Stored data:
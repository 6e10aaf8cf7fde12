//! Telemetry decoding
//!
//! Turns a raw [`TelemetryPayload`] into a [`TelemetryFrame`]: camera images
//! are base64-decoded and checked against the configured resolution, lidar
//! returns are placed into a fixed grid of sweep slots, and forward velocity
//! is derived from heading when the simulator does not report it.

use base64::Engine;
use base64::engine::general_purpose::STANDARD;
use donkey_rl_core::telemetry::NO_HIT;
use donkey_rl_core::{
    DonkeyError, Image, LidarConfig, Resolution, Result, SessionConfig, TelemetryFrame,
};
use image::{DynamicImage, GenericImageView};
use tracing::warn;

use crate::protocol::{LidarPoint, TelemetryPayload};

/// Lidar slot value for "no return"
pub const LIDAR_NO_RETURN: f32 = -1.0;

/// Decodes payloads for one session's sensor configuration
#[derive(Debug, Clone)]
pub struct FrameDecoder {
    resolution: Resolution,
    lidar: Option<LidarConfig>,
}

impl FrameDecoder {
    pub fn new(resolution: Resolution, lidar: Option<LidarConfig>) -> Self {
        Self { resolution, lidar }
    }

    pub fn for_session(config: &SessionConfig) -> Self {
        Self::new(config.camera.resolution, config.lidar.clone())
    }

    pub fn resolution(&self) -> Resolution {
        self.resolution
    }

    /// Frame to expose before any telemetry arrives
    pub fn blank(&self) -> TelemetryFrame {
        TelemetryFrame::blank(self.resolution)
    }

    /// Decode one payload
    pub fn decode(&self, payload: TelemetryPayload) -> Result<TelemetryFrame> {
        let image = match payload.image.as_deref() {
            Some(encoded) => decode_image(encoded, self.resolution)?,
            None => Image::zeros(self.resolution),
        };
        // The secondary camera is never configured; take it at whatever size it comes
        let image_b = match payload.image_b.as_deref() {
            Some(encoded) => match decode_image_native(encoded, self.resolution.channels) {
                Ok(image) => Some(image),
                Err(e) => {
                    warn!("Ignoring secondary camera image: {}", e);
                    None
                }
            },
            None => None,
        };

        let car = payload.car.unwrap_or_default();
        let vel = [payload.vel_x, payload.vel_y, payload.vel_z];
        let forward_vel = payload
            .forward_vel
            .unwrap_or_else(|| forward_velocity(vel, car[2]));

        let lidar = match &payload.lidar {
            None => Vec::new(),
            Some(points) => match &self.lidar {
                Some(geometry) => reconstruct_lidar(points, geometry),
                // No geometry to place returns with; keep them in arrival order
                None => points.iter().map(|p| p.d as f32).collect(),
            },
        };

        Ok(TelemetryFrame {
            image,
            image_b,
            pos: [payload.pos_x, payload.pos_y, payload.pos_z],
            car,
            vel,
            speed: payload.speed,
            forward_vel,
            cte: payload.cte,
            hit: payload.hit.unwrap_or_else(|| NO_HIT.to_string()),
            gyro: [payload.gyro_x, payload.gyro_y, payload.gyro_z],
            accel: [payload.accel_x, payload.accel_y, payload.accel_z],
            lidar,
            lap_count: payload.lap_count.unwrap_or(0),
            last_lap_time: payload.last_lap_time.unwrap_or(0.0),
            steering_angle: payload.steering_angle,
            throttle: payload.throttle,
            time: payload.time,
            active_node: payload.active_node,
            total_nodes: payload.total_nodes,
            missed_checkpoint: false,
            dq: payload.dq,
        })
    }
}

/// Decode a base64 JPEG/PNG into the configured shape
pub fn decode_image(encoded: &str, resolution: Resolution) -> Result<Image> {
    let decoded = load_encoded(encoded)?;
    let (width, height) = decoded.dimensions();
    let (width, height) = (width as usize, height as usize);
    if width != resolution.width || height != resolution.height {
        return Err(DonkeyError::MalformedFrame(format!(
            "image is {}x{}, expected {}x{}",
            width, height, resolution.width, resolution.height
        )));
    }
    into_image(decoded, resolution)
}

/// Decode a base64 JPEG/PNG at its own size
pub fn decode_image_native(encoded: &str, channels: usize) -> Result<Image> {
    let decoded = load_encoded(encoded)?;
    let (width, height) = decoded.dimensions();
    into_image(
        decoded,
        Resolution::new(height as usize, width as usize, channels),
    )
}

fn load_encoded(encoded: &str) -> Result<DynamicImage> {
    let bytes = STANDARD
        .decode(encoded.trim())
        .map_err(|e| DonkeyError::MalformedFrame(format!("image is not base64: {}", e)))?;
    image::load_from_memory(&bytes)
        .map_err(|e| DonkeyError::MalformedFrame(format!("image decode failed: {}", e)))
}

fn into_image(decoded: DynamicImage, resolution: Resolution) -> Result<Image> {
    let data = match resolution.channels {
        1 => decoded.to_luma8().into_raw(),
        _ => decoded.to_rgb8().into_raw(),
    };
    Image::from_raw(resolution, data).ok_or_else(|| {
        DonkeyError::MalformedFrame(format!(
            "image buffer does not match {:?}",
            resolution.shape()
        ))
    })
}

/// Velocity component along the heading given by `yaw_deg`.
///
/// The simulator is y-up, so heading lies in the x/z plane.
pub fn forward_velocity(vel: [f64; 3], yaw_deg: f64) -> f64 {
    let yaw = yaw_deg.to_radians();
    vel[0] * yaw.sin() + vel[2] * yaw.cos()
}

/// Place lidar returns into `num_sweeps_levels * points_per_sweep` slots.
///
/// Slot index is `points_per_sweep * level + step`, where `step` comes from
/// the horizontal angle and `level` from the vertical angle. Empty slots and
/// returns outside the grid are left at [`LIDAR_NO_RETURN`].
pub fn reconstruct_lidar(points: &[LidarPoint], geometry: &LidarConfig) -> Vec<f32> {
    let per_sweep = geometry.points_per_sweep();
    let levels = geometry.num_sweeps_levels as usize;
    let mut slots = vec![LIDAR_NO_RETURN; geometry.total_points()];

    for point in points {
        let (Some(step), Some(level)) = (
            grid_index(point.rx, geometry.deg_per_sweep_inc, per_sweep),
            grid_index(point.ry, geometry.deg_ang_delta, levels),
        ) else {
            continue;
        };
        slots[per_sweep * level + step] = point.d as f32;
    }
    slots
}

/// Index of `angle` on a grid of `count` cells spaced `spacing` apart
fn grid_index(angle: f64, spacing: f64, count: usize) -> Option<usize> {
    let index = (angle / spacing).abs().round();
    if !index.is_finite() || index >= count as f64 {
        return None;
    }
    Some(index as usize)
}

#[cfg(test)]
mod tests {
    use super::*;
    use image::{DynamicImage, ImageFormat, Rgb, RgbImage};
    use std::io::Cursor;

    fn encoded_png(width: u32, height: u32) -> String {
        let img = RgbImage::from_pixel(width, height, Rgb([10, 200, 30]));
        let mut buf = Vec::new();
        DynamicImage::ImageRgb8(img)
            .write_to(&mut Cursor::new(&mut buf), ImageFormat::Png)
            .unwrap();
        STANDARD.encode(buf)
    }

    #[test]
    fn test_image_decoded_to_configured_shape() {
        let decoder = FrameDecoder::new(Resolution::new(6, 8, 3), None);
        let payload = TelemetryPayload {
            image: Some(encoded_png(8, 6)),
            ..Default::default()
        };

        let frame = decoder.decode(payload).unwrap();
        assert_eq!(frame.image.shape(), [6, 8, 3]);
        assert_eq!(frame.image.get(5, 7, 1), Some(200));
    }

    #[test]
    fn test_grayscale_camera() {
        let decoder = FrameDecoder::new(Resolution::new(6, 8, 1), None);
        let payload = TelemetryPayload {
            image: Some(encoded_png(8, 6)),
            ..Default::default()
        };
        let frame = decoder.decode(payload).unwrap();
        assert_eq!(frame.image.shape(), [6, 8, 1]);
        assert_eq!(frame.image.data.len(), 48);
    }

    #[test]
    fn test_wrong_size_image_is_malformed() {
        let decoder = FrameDecoder::new(Resolution::new(6, 8, 3), None);
        let payload = TelemetryPayload {
            image: Some(encoded_png(16, 12)),
            ..Default::default()
        };
        assert!(matches!(decoder.decode(payload), Err(DonkeyError::MalformedFrame(_))));
    }

    #[test]
    fn test_garbage_image_is_malformed() {
        let decoder = FrameDecoder::new(Resolution::new(6, 8, 3), None);
        let payload = TelemetryPayload {
            image: Some("%%% not base64 %%%".into()),
            ..Default::default()
        };
        assert!(matches!(decoder.decode(payload), Err(DonkeyError::MalformedFrame(_))));
    }

    #[test]
    fn test_missing_fields_default_to_zero() {
        let decoder = FrameDecoder::new(Resolution::new(2, 2, 3), None);
        let frame = decoder.decode(TelemetryPayload::default()).unwrap();

        assert_eq!(frame.image.shape(), [2, 2, 3]);
        assert_eq!(frame.pos, [0.0; 3]);
        assert_eq!(frame.hit, "none");
        assert!(frame.lidar.is_empty());
        assert!(frame.image_b.is_none());
        assert_eq!(frame.lap_count, 0);
    }

    #[test]
    fn test_secondary_camera_keeps_native_size() {
        let decoder = FrameDecoder::new(Resolution::new(6, 8, 3), None);
        let payload = TelemetryPayload {
            image: Some(encoded_png(8, 6)),
            image_b: Some(encoded_png(160, 120)),
            speed: 2.5,
            ..Default::default()
        };
        let frame = decoder.decode(payload).unwrap();
        assert_eq!(frame.image.shape(), [6, 8, 3]);
        assert_eq!(frame.image_b.map(|i| i.shape()), Some([120, 160, 3]));
        assert_eq!(frame.speed, 2.5);
    }

    #[test]
    fn test_bad_secondary_camera_keeps_frame() {
        let decoder = FrameDecoder::new(Resolution::new(6, 8, 3), None);
        let payload = TelemetryPayload {
            image: Some(encoded_png(8, 6)),
            image_b: Some("%%% not base64 %%%".into()),
            cte: 0.75,
            ..Default::default()
        };
        let frame = decoder.decode(payload).unwrap();
        assert!(frame.image_b.is_none());
        assert_eq!(frame.image.get(0, 0, 1), Some(200));
        assert_eq!(frame.cte, 0.75);
    }

    #[test]
    fn test_forward_velocity_from_heading() {
        assert!((forward_velocity([0.0, 0.0, 3.0], 0.0) - 3.0).abs() < 1e-9);
        assert!((forward_velocity([2.0, 0.0, 0.0], 90.0) - 2.0).abs() < 1e-9);
        assert!((forward_velocity([0.0, 0.0, 3.0], 180.0) + 3.0).abs() < 1e-9);

        let decoder = FrameDecoder::new(Resolution::new(1, 1, 3), None);
        let reported = TelemetryPayload {
            vel_z: 5.0,
            forward_vel: Some(1.25),
            ..Default::default()
        };
        assert_eq!(decoder.decode(reported).unwrap().forward_vel, 1.25);
    }

    #[test]
    fn test_lidar_reconstruction() {
        let geometry = LidarConfig {
            deg_per_sweep_inc: 90.0,
            deg_ang_delta: -1.0,
            num_sweeps_levels: 2,
            ..Default::default()
        };
        let points = [
            LidarPoint { d: 3.0, rx: 0.0, ry: 0.0 },
            LidarPoint { d: 4.5, rx: 180.0, ry: 0.0 },
            LidarPoint { d: 7.0, rx: 90.0, ry: -1.0 },
            // outside the grid
            LidarPoint { d: 9.0, rx: 90.0, ry: -5.0 },
        ];

        let slots = reconstruct_lidar(&points, &geometry);
        assert_eq!(slots, vec![3.0, -1.0, 4.5, -1.0, -1.0, 7.0, -1.0, -1.0]);
    }

    #[test]
    fn test_lidar_angles_off_the_grid_are_skipped() {
        let geometry = LidarConfig::default();
        let points = [
            LidarPoint { d: 1.0, rx: 0.0, ry: 1e30 },
            LidarPoint { d: 2.0, rx: 1e30, ry: 0.0 },
            LidarPoint { d: 3.0, rx: f64::NAN, ry: 0.0 },
            LidarPoint { d: 4.0, rx: 0.0, ry: f64::INFINITY },
            LidarPoint { d: 5.0, rx: 4.0, ry: 0.0 },
        ];

        let slots = reconstruct_lidar(&points, &geometry);
        assert_eq!(slots.len(), 180);
        assert_eq!(slots[2], 5.0);
        assert_eq!(slots.iter().filter(|d| **d >= 0.0).count(), 1);
    }

    #[test]
    fn test_all_negative_lidar_has_no_valid_readings() {
        let decoder = FrameDecoder::new(Resolution::new(1, 1, 3), Some(LidarConfig::default()));
        let payload = TelemetryPayload {
            lidar: Some(vec![
                LidarPoint { d: -1.0, rx: 0.0, ry: 0.0 },
                LidarPoint { d: -1.0, rx: 2.0, ry: 0.0 },
            ]),
            ..Default::default()
        };

        let frame = decoder.decode(payload).unwrap();
        assert_eq!(frame.lidar.len(), 180);
        assert_eq!(frame.valid_lidar_readings(), 0);
    }

    #[test]
    fn test_lidar_absent_is_empty_even_when_configured() {
        let decoder = FrameDecoder::new(Resolution::new(1, 1, 3), Some(LidarConfig::default()));
        let frame = decoder.decode(TelemetryPayload::default()).unwrap();
        assert!(frame.lidar.is_empty());
        assert_eq!(frame.info()["lidar"], serde_json::json!([]));
    }
}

● **Brief**:
In the records, which lines use the word "Cursor"? Report them.

● **Exercise answer**:
    use std::io::Cursor;
            .write_to(&mut Cursor::new(&mut buf), ImageFormat::Png)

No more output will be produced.